The open offer element of the fundraising saw 50 million shares offered to existing shareholders at 40p each. That means that those existing shareholders bought just £11.3m of the £20m of shares on offer to them.
The remaining shares have now been allocated to investors with whom the 50 million shares had been conditionally placed pending the outcome of the open offer.
Some of the proceeds from the fundraising are due to be injected into Stobart Air, which operates the Aer Lingus Regional service.
Earlier this month, Stobart Group, whose chief executive is Warwick Brady, said it intended to raise between £80m and £100m via a firm placing and open offer.
About 80pc of the proceeds were due to be raised via the firm placing, with certain institutions having agreed to subscribe to just over 200 million shares at 40p each. Those firm-placed shares would represent just over 32pc of the company’s issued share capital immediately after the shares were admitted to trading.
Stobart’s joint bookrunners also conditionally placed almost 50 million shares at 40p each, subject to clawback to satisfy applications by qualifying shareholders taking part in the open offer.
That open offer allowed shareholders to buy two discounted shares for every 15 shares they already owned. The shares were being offered at a 42.2pc discount.
But Stobart confirmed yesterday that just 28.1m shares were accepted or applied for under the open offer, representing 56.4pc of the shares that had been offered for sale to existing shareholders.
The remaining 21.7m shares that formed part of the open offer have now been allocated to investors with whom the open offer shares had been conditionally placed. The capital raise was approved by shareholders yesterday.

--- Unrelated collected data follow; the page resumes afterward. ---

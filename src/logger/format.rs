//! Access log format module
//!
//! Supports multiple log formats:
//! - `combined` (Apache/Nginx combined format)
//! - `common` (Common Log Format - CLF)
//! - `json` (JSON structured logging)
//! - Custom patterns with variables

use chrono::Local;
use serde_json::json;

/// Access log entry containing all request/response information
#[derive(Debug, Clone)]
pub struct AccessLogEntry {
    /// Client IP address
    pub remote_addr: String,
    /// Request timestamp
    pub time: chrono::DateTime<Local>,
    /// HTTP method (GET, HEAD, ...)
    pub method: String,
    /// Request URI path
    pub path: String,
    /// Query string (without leading ?)
    pub query: Option<String>,
    /// HTTP version (1.0, 1.1, 2)
    pub http_version: String,
    /// Response status code
    pub status: u16,
    /// Response body size in bytes
    pub body_bytes: usize,
    /// Referer header
    pub referer: Option<String>,
    /// User-Agent header
    pub user_agent: Option<String>,
    /// Request processing time in microseconds
    pub request_time_us: u64,
}

impl AccessLogEntry {
    /// Create a new access log entry with current timestamp
    pub fn new(remote_addr: String, method: String, path: String) -> Self {
        Self {
            remote_addr,
            time: Local::now(),
            method,
            path,
            query: None,
            http_version: "1.1".to_string(),
            status: 200,
            body_bytes: 0,
            referer: None,
            user_agent: None,
            request_time_us: 0,
        }
    }

    /// Format the log entry according to the specified format
    pub fn format(&self, format: &str) -> String {
        match format {
            "combined" => self.format_combined(),
            "common" => self.format_common(),
            "json" => self.format_json(),
            custom => self.format_custom(custom),
        }
    }

    fn request_uri(&self) -> String {
        match &self.query {
            Some(q) => format!("{}?{q}", self.path),
            None => self.path.clone(),
        }
    }

    fn time_local(&self) -> String {
        self.time.format("%d/%b/%Y:%H:%M:%S %z").to_string()
    }

    /// `$remote_addr - - [$time_local] "$request" $status $body_bytes_sent "$http_referer" "$http_user_agent"`
    fn format_combined(&self) -> String {
        format!(
            "{} \"{}\" \"{}\"",
            self.format_common(),
            self.referer.as_deref().unwrap_or("-"),
            self.user_agent.as_deref().unwrap_or("-"),
        )
    }

    /// `$remote_addr - - [$time_local] "$request" $status $body_bytes_sent`
    fn format_common(&self) -> String {
        format!(
            "{} - - [{}] \"{} {} HTTP/{}\" {} {}",
            self.remote_addr,
            self.time_local(),
            self.method,
            self.request_uri(),
            self.http_version,
            self.status,
            self.body_bytes,
        )
    }

    fn format_json(&self) -> String {
        json!({
            "remote_addr": self.remote_addr,
            "time": self.time.to_rfc3339(),
            "method": self.method,
            "path": self.path,
            "query": self.query,
            "http_version": self.http_version,
            "status": self.status,
            "body_bytes": self.body_bytes,
            "referer": self.referer,
            "user_agent": self.user_agent,
            "request_time_us": self.request_time_us,
        })
        .to_string()
    }

    /// Custom format with variable substitution
    ///
    /// Supported variables:
    /// - `$remote_addr` - Client IP address
    /// - `$time_local` - Local time in Common Log Format
    /// - `$time_iso8601` - ISO 8601 timestamp
    /// - `$request` - Full request line ("METHOD /path HTTP/version")
    /// - `$request_method` - HTTP method
    /// - `$request_uri` - Request URI with query string
    /// - `$status` - Response status code
    /// - `$body_bytes_sent` - Response body size
    /// - `$http_referer` - Referer header
    /// - `$http_user_agent` - User-Agent header
    /// - `$request_time` - Request processing time in seconds (3 decimal places)
    fn format_custom(&self, pattern: &str) -> String {
        let request_uri = self.request_uri();
        let request_line = format!("{} {} HTTP/{}", self.method, request_uri, self.http_version);

        #[allow(clippy::cast_precision_loss)]
        let request_time = self.request_time_us as f64 / 1_000_000.0;

        // $request_time and $request_* must be replaced before $request
        pattern
            .replace("$remote_addr", &self.remote_addr)
            .replace("$time_local", &self.time_local())
            .replace("$time_iso8601", &self.time.to_rfc3339())
            .replace("$request_time", &format!("{request_time:.3}"))
            .replace("$request_method", &self.method)
            .replace("$request_uri", &request_uri)
            .replace("$request", &request_line)
            .replace("$status", &self.status.to_string())
            .replace("$body_bytes_sent", &self.body_bytes.to_string())
            .replace("$http_referer", self.referer.as_deref().unwrap_or("-"))
            .replace("$http_user_agent", self.user_agent.as_deref().unwrap_or("-"))
    }
}
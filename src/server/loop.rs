// Server loop module
// Accepts connections until shutdown, then drains in-flight connections

use std::future::Future;
use std::sync::atomic::AtomicUsize;
use std::sync::Arc;

use tokio::net::TcpListener;
use tokio::sync::watch;
use tokio::task::JoinSet;

use super::connection::accept_connection;
use crate::config::AppState;
use crate::logger;

/// Accept loop
///
/// Every connection runs on its own task, so filesystem work for one request
/// never holds up accepting or serving another. When `shutdown` resolves the
/// listener is dropped, every connection is told to close once its current
/// response is written, and the loop waits for them.
pub async fn start_server_loop<F>(
    listener: TcpListener,
    state: Arc<AppState>,
    shutdown: F,
) -> std::io::Result<()>
where
    F: Future<Output = ()>,
{
    let active_connections = Arc::new(AtomicUsize::new(0));
    let mut tasks = JoinSet::new();
    let (stop_tx, stop_rx) = watch::channel(false);

    tokio::pin!(shutdown);

    loop {
        tokio::select! {
            // Shutdown is checked first so queued connections do not delay it
            biased;

            () = &mut shutdown => {
                logger::log_shutdown(tasks.len());
                break;
            }

            accept_result = listener.accept() => {
                match accept_result {
                    Ok((stream, peer_addr)) => {
                        accept_connection(
                            stream,
                            peer_addr,
                            &state,
                            &active_connections,
                            &stop_rx,
                            &mut tasks,
                        );
                    }
                    Err(e) => logger::log_error(&format!("Failed to accept connection: {e}")),
                }
            }

            // Reap finished connection tasks
            Some(result) = tasks.join_next(), if !tasks.is_empty() => {
                if let Err(e) = result {
                    logger::log_error(&format!("Connection task failed: {e}"));
                }
            }
        }
    }

    drop(listener);
    stop_tx.send_replace(true);
    while tasks.join_next().await.is_some() {}

    logger::log_stopped();
    Ok(())
}
//! MIME type detection module
//!
//! Returns the Content-Type for a file name based on its extension.

use crate::assets::name::extension_of;

/// Get MIME Content-Type based on a (case-insensitive) file extension
///
/// # Examples
/// ```
/// use imgcdn::http::mime::get_content_type;
/// assert_eq!(get_content_type(Some("png")), "image/png");
/// assert_eq!(get_content_type(Some("JPG")), "image/jpeg");
/// assert_eq!(get_content_type(None), "application/octet-stream");
/// ```
pub fn get_content_type(extension: Option<&str>) -> &'static str {
    let Some(ext) = extension else {
        return "application/octet-stream";
    };
    match ext.to_ascii_lowercase().as_str() {
        // Images
        "png" => "image/png",
        "jpg" | "jpeg" | "jfif" => "image/jpeg",
        "gif" => "image/gif",
        "svg" => "image/svg+xml",
        "ico" => "image/x-icon",
        "webp" => "image/webp",
        "bmp" => "image/bmp",
        "avif" => "image/avif",
        "tif" | "tiff" => "image/tiff",

        // Things that tend to sit next to images
        "json" => "application/json",
        "txt" => "text/plain; charset=utf-8",

        // Default
        _ => "application/octet-stream",
    }
}

/// Content-Type for a file name
pub fn content_type_for(name: &str) -> &'static str {
    get_content_type(extension_of(name).as_deref())
}
//! Image asset domain
//!
//! Name validation, the filesystem accessor with its existence gate, and the
//! listing service. Nothing here knows about HTTP.

pub mod listing;
pub mod name;
pub mod store;

pub use listing::{list_assets, AssetReference, Listing, ListingOptions};
pub use name::{decode_name, validate_name};
pub use store::{AssetFile, AssetStore};
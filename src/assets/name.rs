//! Asset name validation
//!
//! A name is a single path component. Anything that could address a parent
//! or nested path is rejected before the filesystem is consulted.

use std::borrow::Cow;

use percent_encoding::percent_decode_str;

use crate::error::CdnError;

/// Accept `name` only if it cannot leave the asset directory
///
/// Rejects `..`, `/`, `\` and NUL. Empty names never reach here; the router
/// treats an empty segment as a different route.
pub fn validate_name(name: &str) -> Result<&str, CdnError> {
    if name.contains("..") || name.contains(['/', '\\', '\0']) {
        return Err(CdnError::invalid_name(name));
    }
    Ok(name)
}

/// Percent-decode a raw URL segment into a candidate name
///
/// Decoding happens before validation so `..%2F` is caught as well.
pub fn decode_name(raw: &str) -> Result<Cow<'_, str>, CdnError> {
    percent_decode_str(raw)
        .decode_utf8()
        .map_err(|_| CdnError::invalid_name(raw))
}

/// Lower-cased extension of `name`, if it has one
pub fn extension_of(name: &str) -> Option<String> {
    let (stem, ext) = name.rsplit_once('.')?;
    if stem.is_empty() || ext.is_empty() {
        return None;
    }
    Some(ext.to_ascii_lowercase())
}

/// Whether `name` carries one of the allowed (lower-case) extensions
pub fn has_allowed_extension(name: &str, allowed: &[String]) -> bool {
    extension_of(name).is_some_and(|ext| allowed.iter().any(|a| *a == ext))
}

#[cfg(test)]
mod tests {
    use super::*;

    #[test]
    fn test_plain_names_accepted() {
        assert_eq!(validate_name("cat.png").unwrap(), "cat.png");
        assert!(validate_name("my image (1).JPG").is_ok());
        assert!(validate_name(".hidden").is_ok());
    }

    #[test]
    fn test_traversal_rejected() {
        for name in ["..", "../etc/passwd", "../../etc/passwd", "a..b", "x/y.png", "x\\y.png", "/abs"] {
            assert!(
                matches!(validate_name(name), Err(CdnError::InvalidName { .. })),
                "{name} should be rejected"
            );
        }
    }

    #[test]
    fn test_nul_rejected() {
        assert!(validate_name("a\0.png").is_err());
    }

    #[test]
    fn test_decode_then_validate() {
        let decoded = decode_name("..%2F..%2Fetc%2Fpasswd").unwrap();
        assert_eq!(decoded, "../../etc/passwd");
        assert!(validate_name(&decoded).is_err());

        let decoded = decode_name("my%20cat.png").unwrap();
        assert_eq!(validate_name(&decoded).unwrap(), "my cat.png");
    }

    #[test]
    fn test_decode_invalid_utf8() {
        assert!(matches!(
            decode_name("%FF%FE.png"),
            Err(CdnError::InvalidName { .. })
        ));
    }

    #[test]
    fn test_extension() {
        assert_eq!(extension_of("a.PNG").as_deref(), Some("png"));
        assert_eq!(extension_of("archive.tar.gz").as_deref(), Some("gz"));
        assert_eq!(extension_of("noext"), None);
        assert_eq!(extension_of(".png"), None);
        assert_eq!(extension_of("trailing."), None);
    }

    #[test]
    fn test_allow_list_case_insensitive() {
        let allowed = vec!["png".to_string(), "jpg".to_string()];
        assert!(has_allowed_extension("c.JPG", &allowed));
        assert!(has_allowed_extension("a.png", &allowed));
        assert!(!has_allowed_extension("b.txt", &allowed));
        assert!(!has_allowed_extension("png", &allowed));
    }
}
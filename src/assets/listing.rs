//! Directory listing service

use serde::Serialize;

use super::name::has_allowed_extension;
use super::store::AssetStore;
use crate::error::CdnError;

/// Knobs for one listing pass
#[derive(Debug, Clone, Copy)]
pub struct ListingOptions<'a> {
    /// Lower-case extensions without the leading dot
    pub extensions: &'a [String],
    /// Stat every entry and report its size
    pub include_size: bool,
}

/// One listed image
#[derive(Debug, Clone, Serialize, PartialEq, Eq)]
pub struct AssetReference {
    pub name: String,
    pub url: String,
    #[serde(skip_serializing_if = "Option::is_none")]
    pub size: Option<u64>,
}

/// Listing response body
#[derive(Debug, Clone, Serialize)]
pub struct Listing {
    pub images: Vec<AssetReference>,
    pub count: usize,
    #[serde(skip_serializing_if = "Option::is_none")]
    pub server: Option<String>,
}

impl Listing {
    fn new(images: Vec<AssetReference>, server: Option<String>) -> Self {
        Self {
            count: images.len(),
            images,
            server,
        }
    }
}

/// Enumerate the store and build a reference for every allowed image
///
/// `link_base` is everything in front of the file name, e.g.
/// `http://localhost:3000/cdn`. Nothing is cached: every call reflects the
/// directory as it is now.
pub async fn list_assets(
    store: &AssetStore,
    link_base: &str,
    server: Option<&str>,
    options: ListingOptions<'_>,
) -> Result<Listing, CdnError> {
    let entries = store
        .entries(|name| has_allowed_extension(name, options.extensions))
        .await?;

    let mut images = Vec::with_capacity(entries.len());
    for entry in entries {
        let size = if options.include_size {
            match store.size_of(&entry).await {
                Some(size) => Some(size),
                // Removed between enumeration and stat
                None => continue,
            }
        } else {
            None
        };

        images.push(AssetReference {
            url: format!("{link_base}/{}", entry.name),
            name: entry.name,
            size,
        });
    }

    Ok(Listing::new(images, server.map(ToString::to_string)))
}
//! # imgcdn
//!
//! A minimal image CDN: one flat directory on local disk, served over HTTP.
//!
//! - `GET /` describes the endpoints
//! - `GET /cdn/<name>` serves one file (prefix configurable, may be empty)
//! - `GET /cdn-list` lists the images with absolute URLs
//!
//! Names containing `..`, `/` or `\` are rejected before the filesystem is
//! touched, and nothing whose resolved path leaves the directory is ever
//! served or listed.

pub mod assets;
pub mod config;
pub mod error;
pub mod handler;
pub mod http;
pub mod logger;
pub mod server;

use std::future::Future;
use std::net::SocketAddr;
use std::sync::Arc;

use tokio::net::TcpListener;

use crate::config::{AppState, Config};
use crate::error::StartupError;

/// A server whose socket is bound and whose asset directory exists
pub struct BoundServer {
    listener: TcpListener,
    state: Arc<AppState>,
}

impl BoundServer {
    /// Create the asset directory if needed and bind the listen address
    pub async fn bind(config: Config) -> Result<Self, StartupError> {
        let addr = config.get_socket_addr().map_err(StartupError::Address)?;
        let state = AppState::new(config);

        let created = state
            .store
            .ensure_root()
            .await
            .map_err(|source| StartupError::AssetDir {
                path: state.config.assets.root_dir.clone(),
                source,
            })?;
        if created {
            logger::log_asset_dir_created(&state.config.assets.root_dir);
        }

        let listener =
            server::create_listener(addr).map_err(|source| StartupError::Bind { addr, source })?;

        Ok(Self { listener, state })
    }

    pub fn local_addr(&self) -> std::io::Result<SocketAddr> {
        self.listener.local_addr()
    }

    /// Serve until `shutdown` resolves and in-flight connections drain
    pub async fn serve<F>(self, shutdown: F) -> std::io::Result<()>
    where
        F: Future<Output = ()>,
    {
        if let Ok(addr) = self.listener.local_addr() {
            logger::log_server_start(&addr, &self.state.config);
        }
        server::start_server_loop(self.listener, self.state, shutdown).await
    }
}
//! Logger module
//!
//! Thin named helpers over `tracing` so call sites read the same everywhere:
//! - Server lifecycle logging
//! - Access logging with multiple formats (on the `access` target)
//! - Error, warning and debug logging

mod format;

pub use format::AccessLogEntry;

use std::net::SocketAddr;

use tracing_subscriber::EnvFilter;

use crate::config::Config;
use crate::error::StartupError;

/// Initialize the global subscriber
///
/// `RUST_LOG` wins when set; otherwise `logging.level` from the config.
/// Should be called once at application startup.
pub fn init(config: &Config) -> Result<(), StartupError> {
    let filter = EnvFilter::try_from_default_env()
        .or_else(|_| EnvFilter::try_new(&config.logging.level))
        .map_err(|e| StartupError::Logger(e.to_string()))?;

    tracing_subscriber::fmt()
        .with_env_filter(filter)
        .try_init()
        .map_err(|e| StartupError::Logger(e.to_string()))
}

pub fn log_server_start(addr: &SocketAddr, config: &Config) {
    let assets = &config.assets;
    tracing::info!("CDN server running on http://{addr}");
    tracing::info!(
        "Serving '{}' at http://{addr}{}",
        assets.root_dir,
        config.file_route("<image_name>")
    );
    tracing::info!("Listing images at http://{addr}{}", assets.list_path);
    if let Some(ref base) = assets.base_url {
        tracing::info!("Public base URL: {base}");
    }
    if let Some(workers) = config.server.workers {
        tracing::info!("Worker threads: {workers}");
    }
    tracing::info!("Log level: {}", config.logging.level);
}

pub fn log_asset_dir_created(path: &str) {
    tracing::info!("Created asset directory '{path}'");
}

pub fn log_connection_accepted(peer_addr: &SocketAddr) {
    tracing::debug!("[Connection] Accepted from: {peer_addr}");
}

pub fn log_connection_error(err: &impl std::fmt::Debug) {
    tracing::error!("Failed to serve connection: {err:?}");
}

pub fn log_shutdown(in_flight: usize) {
    tracing::info!("Shutdown signal received, draining {in_flight} connection(s)");
}

pub fn log_stopped() {
    tracing::info!("Server stopped");
}

pub fn log_error(message: &str) {
    tracing::error!("{message}");
}

pub fn log_warning(message: &str) {
    tracing::warn!("{message}");
}

pub fn log_debug(message: &str) {
    tracing::debug!("{message}");
}

/// Log formatted access log entry
pub fn log_access(entry: &AccessLogEntry, format: &str) {
    tracing::info!(target: "access", "{}", entry.format(format));
}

Despite nearly 44pc of shares offered to existing shareholders not being taken up by them, Stobart Group chairman David Shearer said he was “pleased” with their support.
“I would like to express my gratitude to those who have provided their support,” he said. “We look forward to repaying their trust in us by delivering on our strategic objectives in the coming years.”
Shares in Stobart Group had slumped more than 8pc by mid-afternoon yesterday, to just over 32p, giving it a market capitalisation of £145.5m. That decline was on the back of a higher than average number of shares being traded.
Stobart owns London Southend Airport. It has pledged to exit its energy business and has sold the rights to the Stobart name to raise cash.
Stobart Air has a contract to operate the Aer Lingus Regional service until the end of 2022.
The carrier is cutting up to 150 jobs, including pilots, cabin crew, engineering workers and head office staff.
“Due to depleted passenger demand and the corresponding reduction in our flying programme – along with previously advised reductions in flight deck and cabin crew – we are left with no option but to also resize our HQ administration and engineering resources at Dublin and Cork to align with these revised plans,” Stobart Air managing director Andy Jolly told staff last week.